(PROBLEM):
Starting from the first line, transcribe the whole listing exactly.

(RECORDS PROVIDED):
# # #

//! Virtual layout builder.
//!
//! Turns a [`ScanRecord`] into a [`LogicalArrayDescriptor`]: an ordered list
//! of physical sources, each covering a disjoint leading-axis range of the
//! logical array.
//!
//! Sources are assumed to contribute equal slabs of `leading / count` rows
//! (floor division); the last source absorbs the remainder. For anything
//! other than projection data, multi-source arrays keep only the first slab,
//! which drops the averaged frames acquisition software appends to flat and
//! dark sequences.

use crate::compose::TargetKey;
use crate::config::ConversionConfig;
use crate::tree::{ElementType, SourceTree, VirtualSource};
use crate::walker::ScanRecord;
use crate::{Error, Result};
use log::debug;
use std::collections::HashMap;
use std::path::{Path, PathBuf};

#[cfg(feature = "serde")]
use serde::{Deserialize, Serialize};

/// One physical backing array.
#[derive(Debug, Clone, PartialEq, Eq)]
#[cfg_attr(feature = "serde", derive(Serialize, Deserialize))]
pub struct PhysicalSource {
    pub file_path: PathBuf,
    pub internal_path: String,
    /// Extent read from the source: the slab rows followed by the trailing dims.
    pub shape: Vec<usize>,
}

impl PhysicalSource {
    /// `file::internal_path`, used in diagnostics.
    #[must_use]
    pub fn display_path(&self) -> String {
        format!("{}::{}", self.file_path.display(), self.internal_path)
    }
}

/// A physical source mapped onto `[start, end)` of the logical leading axis.
#[derive(Debug, Clone, PartialEq, Eq)]
#[cfg_attr(feature = "serde", derive(Serialize, Deserialize))]
pub struct SourceSlab {
    pub source: PhysicalSource,
    pub start: usize,
    pub end: usize,
}

impl SourceSlab {
    /// Rows contributed by this slab.
    #[must_use]
    pub fn rows(&self) -> usize {
        self.end - self.start
    }
}

/// Logical array composed from physical sources.
#[derive(Debug, Clone, PartialEq, Eq)]
#[cfg_attr(feature = "serde", derive(Serialize, Deserialize))]
pub struct LogicalArrayDescriptor {
    /// Absolute target path, e.g. `/exchange/data`.
    pub target_key: String,
    pub total_shape: Vec<usize>,
    pub dtype: ElementType,
    pub sources: Vec<SourceSlab>,
}

impl LogicalArrayDescriptor {
    /// Extent of the leading axis.
    #[must_use]
    pub fn leading_extent(&self) -> usize {
        self.total_shape.first().copied().unwrap_or(0)
    }

    /// Returns true when the slabs partition `[0, leading)` exactly, in order.
    #[must_use]
    pub fn is_partition(&self) -> bool {
        let mut cursor = 0;
        for slab in &self.sources {
            if slab.start != cursor || slab.end <= slab.start {
                return false;
            }
            cursor = slab.end;
        }
        cursor == self.leading_extent()
    }
}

# # #

(ANSWER TO THE PROBLEM):
//! Virtual layout builder.
//!
//! Turns a [`ScanRecord`] into a [`LogicalArrayDescriptor`]: an ordered list
//! of physical sources, each covering a disjoint leading-axis range of the
//! logical array.
//!
//! Sources are assumed to contribute equal slabs of `leading / count` rows
//! (floor division); the last source absorbs the remainder. For anything
//! other than projection data, multi-source arrays keep only the first slab,
//! which drops the averaged frames acquisition software appends to flat and
//! dark sequences.

use crate::compose::TargetKey;
use crate::config::ConversionConfig;
use crate::tree::{ElementType, SourceTree, VirtualSource};
use crate::walker::ScanRecord;
use crate::{Error, Result};
use log::debug;
use std::collections::HashMap;
use std::path::{Path, PathBuf};

#[cfg(feature = "serde")]
use serde::{Deserialize, Serialize};

/// One physical backing array.
#[derive(Debug, Clone, PartialEq, Eq)]
#[cfg_attr(feature = "serde", derive(Serialize, Deserialize))]
pub struct PhysicalSource {
    pub file_path: PathBuf,
    pub internal_path: String,
    /// Extent read from the source: the slab rows followed by the trailing dims.
    pub shape: Vec<usize>,
}

impl PhysicalSource {
    /// `file::internal_path`, used in diagnostics.
    #[must_use]
    pub fn display_path(&self) -> String {
        format!("{}::{}", self.file_path.display(), self.internal_path)
    }
}

/// A physical source mapped onto `[start, end)` of the logical leading axis.
#[derive(Debug, Clone, PartialEq, Eq)]
#[cfg_attr(feature = "serde", derive(Serialize, Deserialize))]
pub struct SourceSlab {
    pub source: PhysicalSource,
    pub start: usize,
    pub end: usize,
}

impl SourceSlab {
    /// Rows contributed by this slab.
    #[must_use]
    pub fn rows(&self) -> usize {
        self.end - self.start
    }
}

/// Logical array composed from physical sources.
#[derive(Debug, Clone, PartialEq, Eq)]
#[cfg_attr(feature = "serde", derive(Serialize, Deserialize))]
pub struct LogicalArrayDescriptor {
    /// Absolute target path, e.g. `/exchange/data`.
    pub target_key: String,
    pub total_shape: Vec<usize>,
    pub dtype: ElementType,
    pub sources: Vec<SourceSlab>,
}

impl LogicalArrayDescriptor {
    /// Extent of the leading axis.
    #[must_use]
    pub fn leading_extent(&self) -> usize {
        self.total_shape.first().copied().unwrap_or(0)
    }

    /// Returns true when the slabs partition `[0, leading)` exactly, in order.
    #[must_use]
    pub fn is_partition(&self) -> bool {
        let mut cursor = 0;
        for slab in &self.sources {
            if slab.start != cursor || slab.end <= slab.start {
                return false;
            }
            cursor = slab.end;
        }
        cursor == self.leading_extent()
    }
}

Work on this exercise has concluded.